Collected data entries
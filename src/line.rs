//! x-y line and scatter plots with optional jitter and error shading.

use crate::backend::RenderBackend;
use crate::config::LineChartOptions;
use crate::error::{PlotError, Result};
use crate::figure::{Axis, Decorations, ErrorBand, ErrorBars, Figure, LineTrace};
use crate::jitter::JitterPolicy;
use crate::style::{LineStyle, MarkerShape, Orientation};
use plotters::style::{Color, RGBAColor};
use rand::rngs::StdRng;
use rand::{Rng, SeedableRng};

/// Plot every `(xs, ys)` pair in `series` as one trace into a fresh [`Figure`].
///
/// ```
/// use ss_plot::{LineChartOptions, plot_lines};
///
/// let opts = LineChartOptions {
///     series_colors: vec!["green".into()],
///     series_errs: Some(vec![Some(vec![0.1, 0.2, 0.1])]),
///     ..Default::default()
/// };
/// let fig = plot_lines(&[(vec![1.0, 2.0, 3.0], vec![2.0, 4.0, 3.0])], &opts)?;
/// assert_eq!(fig.lines.len(), 1);
/// assert_eq!(fig.bands.len(), 1);
/// # Ok::<(), ss_plot::PlotError>(())
/// ```
pub fn plot_lines(series: &[(Vec<f64>, Vec<f64>)], opts: &LineChartOptions) -> Result<Figure> {
    let mut rng = match opts.seed {
        Some(seed) => StdRng::seed_from_u64(seed),
        None => StdRng::from_os_rng(),
    };
    let mut fig = Figure::new();
    plot_lines_on(&mut fig, &mut rng, series, opts)?;
    Ok(fig)
}

/// Same as [`plot_lines`] but with an explicit backend and jitter RNG.
///
/// `opts.seed` is ignored here; the caller owns the RNG.
pub fn plot_lines_on<B, R>(
    backend: &mut B,
    rng: &mut R,
    series: &[(Vec<f64>, Vec<f64>)],
    opts: &LineChartOptions,
) -> Result<()>
where
    B: RenderBackend + ?Sized,
    R: Rng + ?Sized,
{
    let styles = TraceStyles::resolve(&*backend, series, opts)?;
    let jitter = JitterPolicy::from_scales(opts.jitter_x, opts.jitter_y)?;
    log::debug!("plotting {} series with jitter {:?}", series.len(), jitter);

    for (idx, (xs, ys)) in series.iter().enumerate() {
        let (xs, ys) = jitter.apply(rng, xs, ys)?;

        backend.draw_line(LineTrace {
            label: styles.labels[idx].clone(),
            color: styles.colors[idx],
            points: xs.iter().copied().zip(ys.iter().copied()).collect(),
            marker: styles.markers[idx],
            line_style: styles.line_styles[idx],
            line_width: opts.linewidth,
            marker_size: opts.marker_size,
            mark_every: opts.mark_every,
        });

        let Some(errs) = &styles.errs[idx] else {
            continue;
        };
        let shade = styles.err_colors[idx];
        if opts.fill_error {
            backend.shade_band(ErrorBand {
                color: shade,
                points: xs
                    .iter()
                    .zip(&ys)
                    .zip(errs)
                    .map(|((&x, &y), &e)| (x, y - e, y + e))
                    .collect(),
            });
        } else {
            backend.draw_error_bars(ErrorBars {
                color: shade,
                orientation: Orientation::Vertical,
                points: xs
                    .iter()
                    .zip(&ys)
                    .zip(errs)
                    .map(|((&x, &y), &e)| (x, y, e))
                    .collect(),
            });
        }
    }

    backend.decorate(Decorations {
        title: opts.plot_title.clone(),
        x_axis: Axis {
            label: opts.plot_xlabel.clone(),
            limits: opts.plot_xlim,
            scale: opts.x_scale,
            ..Axis::default()
        },
        y_axis: Axis {
            label: opts.plot_ylabel.clone(),
            limits: opts.plot_ylim,
            scale: opts.y_scale,
            ..Axis::default()
        },
        legend: opts.legend_location,
        fontsize: opts.fontsize,
        legend_fontsize: opts.legend_fontsize,
        tick_locale: opts.tick_locale.clone(),
    });

    if let Some(path) = &opts.savefile {
        backend.save_figure(path, opts.savefile_size)?;
    }
    if opts.show_plot {
        backend.show()?;
    }
    Ok(())
}

struct TraceStyles {
    colors: Vec<RGBAColor>,
    err_colors: Vec<RGBAColor>,
    labels: Vec<Option<String>>,
    errs: Vec<Option<Vec<f64>>>,
    markers: Vec<MarkerShape>,
    line_styles: Vec<LineStyle>,
}

impl TraceStyles {
    fn resolve<B: RenderBackend + ?Sized>(
        backend: &B,
        series: &[(Vec<f64>, Vec<f64>)],
        opts: &LineChartOptions,
    ) -> Result<Self> {
        if series.is_empty() {
            return Err(PlotError::EmptySeries);
        }
        let n = series.len();

        PlotError::check_len("series_colors", n, opts.series_colors.len())?;
        if let Some(labels) = &opts.series_labels {
            PlotError::check_len("series_labels", n, labels.len())?;
        }
        if let Some(errs) = &opts.series_errs {
            PlotError::check_len("series_errs", n, errs.len())?;
        }
        if let Some(err_colors) = &opts.series_err_colors {
            PlotError::check_len("series_err_colors", n, err_colors.len())?;
        }
        if let Some(emphasis) = &opts.series_color_emphasis {
            PlotError::check_len("series_color_emphasis", n, emphasis.len())?;
        }
        if let Some(markers) = &opts.plot_markers {
            PlotError::check_len("plot_markers", n, markers.len())?;
        }
        if let Some(line_styles) = &opts.line_styles {
            PlotError::check_len("line_styles", n, line_styles.len())?;
        }
        for (idx, (xs, ys)) in series.iter().enumerate() {
            PlotError::check_len("series y values", xs.len(), ys.len())?;
            if let Some(Some(errs)) = opts.series_errs.as_ref().map(|e| &e[idx]) {
                PlotError::check_len("series_errs entry", xs.len(), errs.len())?;
            }
        }
        if !(0.0..=1.0).contains(&opts.jitter_alpha) {
            return Err(PlotError::InvalidParameter {
                name: "jitter_alpha",
                value: opts.jitter_alpha,
            });
        }
        for (name, value) in [
            ("linewidth", opts.linewidth),
            ("marker_size", opts.marker_size),
        ] {
            if !value.is_finite() || value < 0.0 {
                return Err(PlotError::InvalidParameter { name, value });
            }
        }
        for (name, value) in [
            ("fontsize", opts.fontsize),
            ("legend_fontsize", opts.legend_fontsize),
        ] {
            if !value.is_finite() || value <= 0.0 {
                return Err(PlotError::InvalidParameter { name, value });
            }
        }
        if opts.mark_every == 0 {
            return Err(PlotError::InvalidParameter {
                name: "mark_every",
                value: 0.0,
            });
        }

        let mut colors = Vec::with_capacity(n);
        let mut err_colors = Vec::with_capacity(n);
        for idx in 0..n {
            let emphasis = opts
                .series_color_emphasis
                .as_ref()
                .is_some_and(|e| e[idx]);
            let color = backend.resolve_color(&opts.series_colors[idx], emphasis)?;
            colors.push(color.mix(opts.jitter_alpha));
            let err_name = opts
                .series_err_colors
                .as_ref()
                .map_or("black", |c| c[idx].as_str());
            err_colors.push(backend.resolve_color(err_name, false)?);
        }

        Ok(Self {
            colors,
            err_colors,
            labels: match &opts.series_labels {
                Some(labels) => labels
                    .iter()
                    .map(|l| Some(l.clone()).filter(|l| !l.is_empty()))
                    .collect(),
                None => vec![None; n],
            },
            errs: opts.series_errs.clone().unwrap_or_else(|| vec![None; n]),
            markers: opts
                .plot_markers
                .clone()
                .unwrap_or_else(|| vec![MarkerShape::None; n]),
            line_styles: opts
                .line_styles
                .clone()
                .unwrap_or_else(|| vec![LineStyle::Solid; n]),
        })
    }
}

§ What needs to be done:
From the records above, show each line that contains the word "Decorations".

§ Finished exercise:
use crate::figure::{Axis, Decorations, ErrorBand, ErrorBars, Figure, LineTrace};
    backend.decorate(Decorations {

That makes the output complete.